(Saved data entries)
##############################

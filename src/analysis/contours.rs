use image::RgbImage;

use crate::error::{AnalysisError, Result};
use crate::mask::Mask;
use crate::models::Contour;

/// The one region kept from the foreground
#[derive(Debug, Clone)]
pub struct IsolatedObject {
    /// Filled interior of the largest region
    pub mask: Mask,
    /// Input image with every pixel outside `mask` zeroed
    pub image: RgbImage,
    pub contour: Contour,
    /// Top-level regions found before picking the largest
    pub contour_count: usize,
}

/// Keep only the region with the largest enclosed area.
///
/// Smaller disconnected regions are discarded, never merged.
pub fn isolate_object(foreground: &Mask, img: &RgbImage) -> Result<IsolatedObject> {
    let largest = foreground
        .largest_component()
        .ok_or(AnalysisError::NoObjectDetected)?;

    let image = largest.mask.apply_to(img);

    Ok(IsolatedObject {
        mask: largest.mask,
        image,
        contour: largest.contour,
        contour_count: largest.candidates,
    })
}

##############################

# Work item
Restate exactly the lines running from the line with "let largest = foreground" to the end of the entries above, both ends included.

# Your solution
    let largest = foreground
        .largest_component()
        .ok_or(AnalysisError::NoObjectDetected)?;

    let image = largest.mask.apply_to(img);

    Ok(IsolatedObject {
        mask: largest.mask,
        image,
        contour: largest.contour,
        contour_count: largest.candidates,
    })
}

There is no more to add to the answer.